• [What is being asked] Each record that follows should be reproduced in full, character for character.

• [Given data]
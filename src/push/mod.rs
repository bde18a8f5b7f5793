//! Push lifecycle
//!
//! Maps source registration changes onto egress sessions:
//! - a matching "registered" event creates and publishes one session
//! - a matching "unregistered" event releases it
//! - publish results and shutdowns are reported, never fatal
//!
//! The orchestrator owns a [`ManagedSource`] whose session slot holds at
//! most one session at any time.

pub mod event;
pub mod orchestrator;
pub mod source;
pub mod state;

pub use event::{PushEvent, SessionId};
pub use orchestrator::{PushHandle, PushOrchestrator};
pub use source::ManagedSource;
pub use state::PushState;
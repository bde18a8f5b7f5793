//! Borrowed video frame handed to the engine intake

/// One raw YUV 4:2:0 picture
///
/// Borrows the producer's planes for the duration of a single intake call.
#[derive(Debug, Clone, Copy)]
pub struct VideoFrame<'a> {
    /// Y, U and V planes
    pub planes: [&'a [u8]; 3],
    /// Row stride of each plane in bytes
    pub strides: [usize; 3],
    /// Logical picture width
    pub width: u32,
    /// Logical picture height
    pub height: u32,
    /// Presentation timestamp in milliseconds
    pub timestamp_ms: u64,
}

impl VideoFrame<'_> {
    /// Total size of all planes in bytes
    pub fn size(&self) -> usize {
        self.planes.iter().map(|p| p.len()).sum()
    }

    /// Check that every plane holds `stride * rows` bytes for 4:2:0
    pub fn is_well_formed(&self) -> bool {
        let luma_rows = self.height as usize;
        let chroma_rows = luma_rows / 2;
        let rows = [luma_rows, chroma_rows, chroma_rows];

        self.planes
            .iter()
            .zip(self.strides.iter())
            .zip(rows.iter())
            .all(|((plane, stride), rows)| plane.len() >= stride * rows)
    }
}
//! Test doubles for the engine seams

use std::sync::atomic::{AtomicBool, AtomicUsize, Ordering};
use std::sync::Arc;

use parking_lot::Mutex;

use crate::engine::{EgressSession, MediaIntake, PushEngine, SessionReporter};
use crate::error::{Error, Result};
use crate::media::VideoFrame;
use crate::registry::SourceRef;

/// Observes a [`FakeSession`] after it has been handed over
#[derive(Debug, Default)]
pub struct SessionTracker {
    published: Mutex<Vec<String>>,
    releases: AtomicUsize,
}

impl SessionTracker {
    pub fn published(&self) -> Vec<String> {
        self.published.lock().clone()
    }

    pub fn release_count(&self) -> usize {
        self.releases.load(Ordering::SeqCst)
    }
}

/// Session that records calls and reports nothing on its own
pub struct FakeSession {
    tracker: Arc<SessionTracker>,
}

impl FakeSession {
    pub fn new() -> (Self, Arc<SessionTracker>) {
        let tracker = Arc::new(SessionTracker::default());
        let session = Self {
            tracker: Arc::clone(&tracker),
        };
        (session, tracker)
    }
}

impl EgressSession for FakeSession {
    fn publish(&mut self, url: &str) {
        self.tracker.published.lock().push(url.to_string());
    }

    fn release(&mut self) {
        self.tracker.releases.fetch_add(1, Ordering::SeqCst);
    }
}

/// Engine that hands out [`FakeSession`]s and keeps their reporters
#[derive(Default)]
pub struct RecordingEngine {
    created: Mutex<Vec<(SourceRef, Arc<SessionTracker>, SessionReporter)>>,
    fail: AtomicBool,
}

impl RecordingEngine {
    pub fn new() -> Self {
        Self::default()
    }

    /// Make subsequent `create_session` calls fail
    pub fn fail_creation(&self, fail: bool) {
        self.fail.store(fail, Ordering::SeqCst);
    }

    pub fn created_count(&self) -> usize {
        self.created.lock().len()
    }

    pub fn source(&self, index: usize) -> SourceRef {
        self.created.lock()[index].0.clone()
    }

    pub fn tracker(&self, index: usize) -> Arc<SessionTracker> {
        Arc::clone(&self.created.lock()[index].1)
    }

    pub fn reporter(&self, index: usize) -> SessionReporter {
        self.created.lock()[index].2.clone()
    }
}

impl PushEngine for RecordingEngine {
    type Session = FakeSession;

    fn create_session(&self, source: &SourceRef, reporter: SessionReporter) -> Result<FakeSession> {
        if self.fail.load(Ordering::SeqCst) {
            return Err(Error::SessionCreate("refused".to_string()));
        }

        let (session, tracker) = FakeSession::new();
        self.created.lock().push((source.clone(), tracker, reporter));
        Ok(session)
    }
}

/// What the intake saw for one frame
#[derive(Debug, Clone, PartialEq, Eq)]
pub struct SubmittedFrame {
    pub timestamp_ms: u64,
    pub strides: [usize; 3],
    pub plane_sizes: [usize; 3],
    /// The single value of each plane's logical region, `None` if the
    /// region was not uniform
    pub values: [Option<u8>; 3],
}

/// Intake that records every submission
#[derive(Debug, Default)]
pub struct RecordingIntake {
    frames: Mutex<Vec<SubmittedFrame>>,
}

impl RecordingIntake {
    pub fn new() -> Self {
        Self::default()
    }

    pub fn frames(&self) -> Vec<SubmittedFrame> {
        self.frames.lock().clone()
    }

    pub fn timestamps(&self) -> Vec<u64> {
        self.frames.lock().iter().map(|f| f.timestamp_ms).collect()
    }
}

fn uniform_value(plane: &[u8], stride: usize, width: usize, rows: usize) -> Option<u8> {
    let first = *plane.first()?;
    let uniform = plane
        .chunks(stride.max(1))
        .take(rows)
        .all(|row| row[..width].iter().all(|&b| b == first));
    uniform.then_some(first)
}

impl MediaIntake for RecordingIntake {
    fn submit_frame(&self, frame: &VideoFrame<'_>) {
        let luma_w = frame.width as usize;
        let luma_h = frame.height as usize;
        let dims = [
            (luma_w, luma_h),
            (luma_w / 2, luma_h / 2),
            (luma_w / 2, luma_h / 2),
        ];

        let mut values = [None; 3];
        for (i, (width, rows)) in dims.into_iter().enumerate() {
            values[i] = uniform_value(frame.planes[i], frame.strides[i], width, rows);
        }

        self.frames.lock().push(SubmittedFrame {
            timestamp_ms: frame.timestamp_ms,
            strides: frame.strides,
            plane_sizes: [
                frame.planes[0].len(),
                frame.planes[1].len(),
                frame.planes[2].len(),
            ],
            values,
        });
    }
}
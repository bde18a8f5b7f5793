//! Statistics and metrics

pub mod metrics;

pub use metrics::{ProducerStats, PushStats};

• [Solved problem]
filename src/push/mod.rs
repository bde18a8f5b7f5793
//! Push lifecycle
//!
//! Maps source registration changes onto egress sessions:
//! - a matching "registered" event creates and publishes one session
//! - a matching "unregistered" event releases it
//! - publish results and shutdowns are reported, never fatal
//!
//! The orchestrator owns a [`ManagedSource`] whose session slot holds at
//! most one session at any time.

pub mod event;
pub mod orchestrator;
pub mod source;
pub mod state;

pub use event::{PushEvent, SessionId};
pub use orchestrator::{PushHandle, PushOrchestrator};
pub use source::ManagedSource;
pub use state::PushState;
repository bde18a8f5b7f5793
//! Borrowed video frame handed to the engine intake

/// One raw YUV 4:2:0 picture
///
/// Borrows the producer's planes for the duration of a single intake call.
#[derive(Debug, Clone, Copy)]
pub struct VideoFrame<'a> {
    /// Y, U and V planes
    pub planes: [&'a [u8]; 3],
    /// Row stride of each plane in bytes
    pub strides: [usize; 3],
    /// Logical picture width
    pub width: u32,
    /// Logical picture height
    pub height: u32,
    /// Presentation timestamp in milliseconds
    pub timestamp_ms: u64,
}

impl VideoFrame<'_> {
    /// Total size of all planes in bytes
    pub fn size(&self) -> usize {
        self.planes.iter().map(|p| p.len()).sum()
    }

    /// Check that every plane holds `stride * rows` bytes for 4:2:0
    pub fn is_well_formed(&self) -> bool {
        let luma_rows = self.height as usize;
        let chroma_rows = luma_rows / 2;
        let rows = [luma_rows, chroma_rows, chroma_rows];

        self.planes
            .iter()
            .zip(self.strides.iter())
            .zip(rows.iter())
            .all(|((plane, stride), rows)| plane.len() >= stride * rows)
    }
}
//! Test doubles for the engine seams

use std::sync::atomic::{AtomicBool, AtomicUsize, Ordering};
use std::sync::Arc;

use parking_lot::Mutex;

use crate::engine::{EgressSession, MediaIntake, PushEngine, SessionReporter};
use crate::error::{Error, Result};
use crate::media::VideoFrame;
use crate::registry::SourceRef;

/// Observes a [`FakeSession`] after it has been handed over
#[derive(Debug, Default)]
pub struct SessionTracker {
    published: Mutex<Vec<String>>,
    releases: AtomicUsize,
}

impl SessionTracker {
    pub fn published(&self) -> Vec<String> {
        self.published.lock().clone()
    }

    pub fn release_count(&self) -> usize {
        self.releases.load(Ordering::SeqCst)
    }
}

/// Session that records calls and reports nothing on its own
pub struct FakeSession {
    tracker: Arc<SessionTracker>,
}

impl FakeSession {
    pub fn new() -> (Self, Arc<SessionTracker>) {
        let tracker = Arc::new(SessionTracker::default());
        let session = Self {
            tracker: Arc::clone(&tracker),
        };
        (session, tracker)
    }
}

impl EgressSession for FakeSession {
    fn publish(&mut self, url: &str) {
        self.tracker.published.lock().push(url.to_string());
    }

    fn release(&mut self) {
        self.tracker.releases.fetch_add(1, Ordering::SeqCst);
    }
}

/// Engine that hands out [`FakeSession`]s and keeps their reporters
#[derive(Default)]
pub struct RecordingEngine {
    created: Mutex<Vec<(SourceRef, Arc<SessionTracker>, SessionReporter)>>,
    fail: AtomicBool,
}

impl RecordingEngine {
    pub fn new() -> Self {
        Self::default()
    }

    /// Make subsequent `create_session` calls fail
    pub fn fail_creation(&self, fail: bool) {
        self.fail.store(fail, Ordering::SeqCst);
    }

    pub fn created_count(&self) -> usize {
        self.created.lock().len()
    }

    pub fn source(&self, index: usize) -> SourceRef {
        self.created.lock()[index].0.clone()
    }

    pub fn tracker(&self, index: usize) -> Arc<SessionTracker> {
        Arc::clone(&self.created.lock()[index].1)
    }

    pub fn reporter(&self, index: usize) -> SessionReporter {
        self.created.lock()[index].2.clone()
    }
}

impl PushEngine for RecordingEngine {
    type Session = FakeSession;

    fn create_session(&self, source: &SourceRef, reporter: SessionReporter) -> Result<FakeSession> {
        if self.fail.load(Ordering::SeqCst) {
            return Err(Error::SessionCreate("refused".to_string()));
        }

        let (session, tracker) = FakeSession::new();
        self.created.lock().push((source.clone(), tracker, reporter));
        Ok(session)
    }
}

/// What the intake saw for one frame
#[derive(Debug, Clone, PartialEq, Eq)]
pub struct SubmittedFrame {
    pub timestamp_ms: u64,
    pub strides: [usize; 3],
    pub plane_sizes: [usize; 3],
    /// The single value of each plane's logical region, `None` if the
    /// region was not uniform
    pub values: [Option<u8>; 3],
}

/// Intake that records every submission
#[derive(Debug, Default)]
pub struct RecordingIntake {
    frames: Mutex<Vec<SubmittedFrame>>,
}

impl RecordingIntake {
    pub fn new() -> Self {
        Self::default()
    }

    pub fn frames(&self) -> Vec<SubmittedFrame> {
        self.frames.lock().clone()
    }

    pub fn timestamps(&self) -> Vec<u64> {
        self.frames.lock().iter().map(|f| f.timestamp_ms).collect()
    }
}

fn uniform_value(plane: &[u8], stride: usize, width: usize, rows: usize) -> Option<u8> {
    let first = *plane.first()?;
    let uniform = plane
        .chunks(stride.max(1))
        .take(rows)
        .all(|row| row[..width].iter().all(|&b| b == first));
    uniform.then_some(first)
}

impl MediaIntake for RecordingIntake {
    fn submit_frame(&self, frame: &VideoFrame<'_>) {
        let luma_w = frame.width as usize;
        let luma_h = frame.height as usize;
        let dims = [
            (luma_w, luma_h),
            (luma_w / 2, luma_h / 2),
            (luma_w / 2, luma_h / 2),
        ];

        let mut values = [None; 3];
        for (i, (width, rows)) in dims.into_iter().enumerate() {
            values[i] = uniform_value(frame.planes[i], frame.strides[i], width, rows);
        }

        self.frames.lock().push(SubmittedFrame {
            timestamp_ms: frame.timestamp_ms,
            strides: frame.strides,
            plane_sizes: [
                frame.planes[0].len(),
                frame.planes[1].len(),
                frame.planes[2].len(),
            ],
            values,
        });
    }
}
repository bde18a8f5b7f5793
//! Statistics and metrics

pub mod metrics;

pub use metrics::{ProducerStats, PushStats};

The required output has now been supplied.